Task item
Lines with the word "precheck" are the answer; copy each of them from the data below.

Records supplied
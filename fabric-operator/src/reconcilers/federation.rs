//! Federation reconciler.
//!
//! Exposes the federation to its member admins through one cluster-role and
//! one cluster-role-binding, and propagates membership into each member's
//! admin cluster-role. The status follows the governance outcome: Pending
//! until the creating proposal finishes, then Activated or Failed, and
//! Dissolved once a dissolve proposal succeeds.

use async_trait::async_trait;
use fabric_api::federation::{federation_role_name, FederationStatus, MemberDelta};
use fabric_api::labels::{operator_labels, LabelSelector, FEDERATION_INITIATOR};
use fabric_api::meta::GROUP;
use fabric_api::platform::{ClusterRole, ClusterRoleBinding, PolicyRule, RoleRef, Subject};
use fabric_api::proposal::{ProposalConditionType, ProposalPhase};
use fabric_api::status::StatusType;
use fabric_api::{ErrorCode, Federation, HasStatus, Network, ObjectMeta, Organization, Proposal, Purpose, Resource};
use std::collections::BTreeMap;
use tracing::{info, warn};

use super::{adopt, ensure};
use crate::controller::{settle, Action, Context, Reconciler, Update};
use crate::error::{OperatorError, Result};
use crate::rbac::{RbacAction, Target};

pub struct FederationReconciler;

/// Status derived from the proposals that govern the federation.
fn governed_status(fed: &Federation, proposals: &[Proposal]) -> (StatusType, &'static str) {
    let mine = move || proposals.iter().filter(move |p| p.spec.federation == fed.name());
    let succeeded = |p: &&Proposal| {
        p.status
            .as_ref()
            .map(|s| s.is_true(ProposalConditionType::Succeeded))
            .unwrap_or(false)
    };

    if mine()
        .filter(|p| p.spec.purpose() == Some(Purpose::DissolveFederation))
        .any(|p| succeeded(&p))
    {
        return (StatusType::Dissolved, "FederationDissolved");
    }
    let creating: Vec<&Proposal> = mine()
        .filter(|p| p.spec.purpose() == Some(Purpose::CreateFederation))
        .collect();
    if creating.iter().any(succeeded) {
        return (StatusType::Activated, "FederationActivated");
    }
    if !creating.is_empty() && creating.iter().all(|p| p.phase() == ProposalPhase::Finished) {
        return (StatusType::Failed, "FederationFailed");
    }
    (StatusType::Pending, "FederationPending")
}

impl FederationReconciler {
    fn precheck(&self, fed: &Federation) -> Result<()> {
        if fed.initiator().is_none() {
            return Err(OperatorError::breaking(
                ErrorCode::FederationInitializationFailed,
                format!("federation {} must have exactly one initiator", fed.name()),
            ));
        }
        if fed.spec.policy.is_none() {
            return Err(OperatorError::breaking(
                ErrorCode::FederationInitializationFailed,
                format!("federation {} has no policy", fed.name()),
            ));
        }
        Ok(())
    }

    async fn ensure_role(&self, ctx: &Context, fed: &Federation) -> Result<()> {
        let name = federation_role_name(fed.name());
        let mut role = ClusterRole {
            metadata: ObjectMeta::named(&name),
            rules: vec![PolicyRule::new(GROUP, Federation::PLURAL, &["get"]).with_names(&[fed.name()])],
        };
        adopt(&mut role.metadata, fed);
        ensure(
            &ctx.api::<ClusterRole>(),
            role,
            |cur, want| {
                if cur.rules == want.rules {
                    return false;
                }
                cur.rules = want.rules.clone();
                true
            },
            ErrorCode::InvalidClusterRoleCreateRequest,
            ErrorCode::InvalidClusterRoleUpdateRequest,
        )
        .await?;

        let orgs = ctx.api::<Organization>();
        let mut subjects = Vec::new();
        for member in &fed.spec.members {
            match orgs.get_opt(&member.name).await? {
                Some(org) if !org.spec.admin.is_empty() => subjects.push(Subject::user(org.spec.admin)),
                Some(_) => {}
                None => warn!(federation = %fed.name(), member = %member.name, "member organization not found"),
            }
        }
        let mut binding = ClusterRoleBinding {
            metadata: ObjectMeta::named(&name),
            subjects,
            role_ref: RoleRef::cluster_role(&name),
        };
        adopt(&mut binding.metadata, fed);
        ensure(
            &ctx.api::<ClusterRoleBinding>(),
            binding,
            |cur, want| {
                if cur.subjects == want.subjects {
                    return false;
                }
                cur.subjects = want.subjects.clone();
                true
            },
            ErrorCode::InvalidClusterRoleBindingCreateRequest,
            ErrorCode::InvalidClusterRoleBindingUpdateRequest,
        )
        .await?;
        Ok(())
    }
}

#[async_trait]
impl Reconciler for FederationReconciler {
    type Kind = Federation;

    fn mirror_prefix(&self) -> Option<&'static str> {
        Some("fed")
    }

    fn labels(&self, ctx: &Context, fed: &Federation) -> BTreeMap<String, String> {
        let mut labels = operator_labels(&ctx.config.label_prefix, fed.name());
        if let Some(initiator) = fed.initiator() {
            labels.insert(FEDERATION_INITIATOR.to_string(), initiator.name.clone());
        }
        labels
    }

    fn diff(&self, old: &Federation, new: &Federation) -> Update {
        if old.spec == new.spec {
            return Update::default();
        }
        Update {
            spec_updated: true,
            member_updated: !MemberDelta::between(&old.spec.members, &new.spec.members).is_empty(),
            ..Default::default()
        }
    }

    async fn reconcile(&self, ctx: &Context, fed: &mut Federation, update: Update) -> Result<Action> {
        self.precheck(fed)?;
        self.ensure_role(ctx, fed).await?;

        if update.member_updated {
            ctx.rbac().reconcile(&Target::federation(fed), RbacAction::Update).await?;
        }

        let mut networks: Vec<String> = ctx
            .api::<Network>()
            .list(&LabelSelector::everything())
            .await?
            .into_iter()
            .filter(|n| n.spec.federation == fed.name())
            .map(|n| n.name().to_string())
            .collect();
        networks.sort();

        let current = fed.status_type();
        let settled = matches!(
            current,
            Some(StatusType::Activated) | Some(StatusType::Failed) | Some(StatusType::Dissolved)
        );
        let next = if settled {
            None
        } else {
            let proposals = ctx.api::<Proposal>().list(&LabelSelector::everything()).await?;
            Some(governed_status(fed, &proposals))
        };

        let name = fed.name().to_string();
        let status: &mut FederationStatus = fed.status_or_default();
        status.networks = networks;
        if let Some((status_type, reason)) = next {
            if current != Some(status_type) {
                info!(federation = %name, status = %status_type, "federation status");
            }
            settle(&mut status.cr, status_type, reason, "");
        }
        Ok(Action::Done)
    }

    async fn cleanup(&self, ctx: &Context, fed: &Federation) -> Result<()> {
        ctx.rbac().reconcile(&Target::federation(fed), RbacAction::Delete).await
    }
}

Expected answer
    fn precheck(&self, fed: &Federation) -> Result<()> {
        self.precheck(fed)?;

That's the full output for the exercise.